From ancient times, the area was an important place where trading routes from the north to the south met those leading from the west to the east. During Roman times, Pons Aeni ('Inn Bridge'), located north of Rosenheim near today's Langenpfunzen and Leonhardspfunzen, was the most important place for crossing the Inn river which connected the Roman provinces of Noricum and Raetia. The castle of Rosenheim on the Schlossberg hill on the eastern side of the river was first mentioned in 1234. The name probably goes back to the coat of arms of the founders of the castle, the counts of Wasserburg. During the same period, a village of boatmen originated to the west of the river; due to the marshy grounds near the Inn the village was located a few hundred metres away from the river. The place soon became an important transhipment point for all kind of goods so that Rosenheim in 1328 received the privileges of a market town. The boatmen of Rosenheim became wealthy by the transport of these goods on the Inn from Hall in Tyrol to Passau and further down the Danube to Vienna and Budapest.

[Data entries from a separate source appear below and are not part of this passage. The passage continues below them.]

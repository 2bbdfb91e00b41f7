//! Validation utilities for AgriQ
//!
//! Includes Argentina-specific validations (CUIT, phone numbers) for
//! compliance with local invoicing requirements.

// ============================================================================
// Inventory Validations
// ============================================================================

/// Validate a unit quantity is positive
pub fn validate_quantity(quantity: i32) -> Result<(), &'static str> {
    if quantity <= 0 {
        return Err("Quantity must be positive");
    }
    Ok(())
}

/// Validate a discrepancy quantity is not negative
pub fn validate_discrepancy(discrepancy: i32) -> Result<(), &'static str> {
    if discrepancy < 0 {
        return Err("Discrepancy cannot be negative");
    }
    Ok(())
}

/// Validate product code format (3-12 uppercase alphanumeric, dashes allowed)
pub fn validate_product_code(code: &str) -> Result<(), &'static str> {
    if code.len() < 3 {
        return Err("Product code must be at least 3 characters");
    }
    if code.len() > 12 {
        return Err("Product code must be at most 12 characters");
    }
    if !code
        .chars()
        .all(|c| c.is_ascii_uppercase() || c.is_ascii_digit() || c == '-')
    {
        return Err("Product code must be uppercase alphanumeric with dashes only");
    }
    Ok(())
}

// ============================================================================
// General Validations
// ============================================================================

/// Validate email format (basic check)
pub fn validate_email(email: &str) -> Result<(), &'static str> {
    if email.contains('@') && email.contains('.') && email.len() >= 5 {
        Ok(())
    } else {
        Err("Invalid email format")
    }
}

/// Validate password strength
pub fn validate_password(password: &str) -> Result<(), &'static str> {
    if password.len() < 8 {
        return Err("Password must be at least 8 characters");
    }
    Ok(())
}

// ============================================================================
// Argentina-Specific Validations
// ============================================================================

/// Validate an Argentine CUIT (Clave Única de Identificación Tributaria)
///
/// 11-digit number with a modulo-11 check digit. Accepts formats with or
/// without dashes: 20-12345678-6, 20123456786.
pub fn validate_cuit(cuit: &str) -> Result<(), &'static str> {
    let digits: Vec<u32> = cuit.chars().filter_map(|c| c.to_digit(10)).collect();

    if digits.len() != 11 {
        return Err("CUIT must be 11 digits");
    }

    const WEIGHTS: [u32; 10] = [5, 4, 3, 2, 7, 6, 5, 4, 3, 2];
    let sum: u32 = digits
        .iter()
        .take(10)
        .zip(WEIGHTS.iter())
        .map(|(d, w)| d * w)
        .sum();

    let check = match 11 - (sum % 11) {
        11 => 0,
        10 => 9,
        v => v,
    };

    if check != digits[10] {
        return Err("Invalid CUIT check digit");
    }

    Ok(())
}

/// Validate an Argentine phone number
/// Accepts: 1123456789, 11-2345-6789, +541123456789, +5491123456789
pub fn validate_argentine_phone(phone: &str) -> Result<(), &'static str> {
    let digits: String = phone.chars().filter(|c| c.is_ascii_digit()).collect();

    // Area code + number: 10 digits (e.g., 1123456789)
    if digits.len() == 10 {
        return Ok(());
    }
    // With country code 54: 12 digits
    if digits.len() == 12 && digits.starts_with("54") {
        return Ok(());
    }
    // Mobile with country code 549: 13 digits
    if digits.len() == 13 && digits.starts_with("549") {
        return Ok(());
    }

    Err("Invalid Argentine phone number format")
}

#[cfg(test)]
mod tests {
    use super::*;

    // ========================================================================
    // Inventory Validation Tests
    // ========================================================================

    #[test]
    fn test_validate_quantity() {
        assert!(validate_quantity(1).is_ok());
        assert!(validate_quantity(100).is_ok());
        assert!(validate_quantity(0).is_err());
        assert!(validate_quantity(-5).is_err());
    }

    #[test]
    fn test_validate_discrepancy() {
        assert!(validate_discrepancy(0).is_ok());
        assert!(validate_discrepancy(3).is_ok());
        assert!(validate_discrepancy(-1).is_err());
    }

    #[test]
    fn test_validate_product_code_valid() {
        assert!(validate_product_code("TOM").is_ok());
        assert!(validate_product_code("TOM-CHE").is_ok());
        assert!(validate_product_code("LEC123").is_ok());
    }

    #[test]
    fn test_validate_product_code_invalid() {
        assert!(validate_product_code("TO").is_err()); // Too short
        assert!(validate_product_code("ABCDEFGHIJKLM").is_err()); // Too long
        assert!(validate_product_code("tom").is_err()); // Lowercase
        assert!(validate_product_code("TOM_CHE").is_err()); // Underscore
    }

    // ========================================================================
    // General Validation Tests
    // ========================================================================

    #[test]
    fn test_validate_email_valid() {
        assert!(validate_email("test@example.com").is_ok());
        assert!(validate_email("user.name@domain.com.ar").is_ok());
    }

    #[test]
    fn test_validate_email_invalid() {
        assert!(validate_email("invalid").is_err());
        assert!(validate_email("no@domain").is_err());
        assert!(validate_email("@.").is_err());
    }

    #[test]
    fn test_validate_password() {
        assert!(validate_password("password123").is_ok());
        assert!(validate_password("12345678").is_ok());
        assert!(validate_password("short").is_err());
    }

    // ========================================================================
    // Argentina-Specific Validation Tests
    // ========================================================================

    #[test]
    fn test_validate_cuit_valid() {
        assert!(validate_cuit("20000000001").is_ok());
        assert!(validate_cuit("30000000007").is_ok());
        // With dashes
        assert!(validate_cuit("20-00000000-1").is_ok());
    }

    #[test]
    fn test_validate_cuit_invalid() {
        // Wrong length
        assert!(validate_cuit("123456789").is_err());
        // Bad check digit
        assert!(validate_cuit("20000000002").is_err());
        assert!(validate_cuit("abcdefghijk").is_err());
    }

    #[test]
    fn test_validate_argentine_phone_valid() {
        assert!(validate_argentine_phone("1123456789").is_ok());
        assert!(validate_argentine_phone("11-2345-6789").is_ok());
        assert!(validate_argentine_phone("+541123456789").is_ok());
        assert!(validate_argentine_phone("+5491123456789").is_ok());
    }

    #[test]
    fn test_validate_argentine_phone_invalid() {
        assert!(validate_argentine_phone("12345").is_err());
        assert!(validate_argentine_phone("12345678901234").is_err());
        assert!(validate_argentine_phone("abcdefghij").is_err());
    }
}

Around 1600, Rosenheim had already become one of the most important market towns in Bavaria. However, it took until 1864 that Rosenheim obtained the privileges of a town. The 17th century was a period of economical decline because the shipping activities on the river were severely reduced by the Thirty Years' War (1618–1648), the Plague of 1634 and a fire which destroyed large parts of Rosenheim in 1641. During the 19th century, Rosenheim again became an important centre in southeastern Bavaria after the third Bavarian saline (after Reichenhall and Traunstein) was opened here in 1810. A wooden pipeline brought the saline waters from the salt mines near Reichenhall to the salt works of Rosenheim. A further boost for Rosenheim's economy was its conection in 1858 to the railroad system.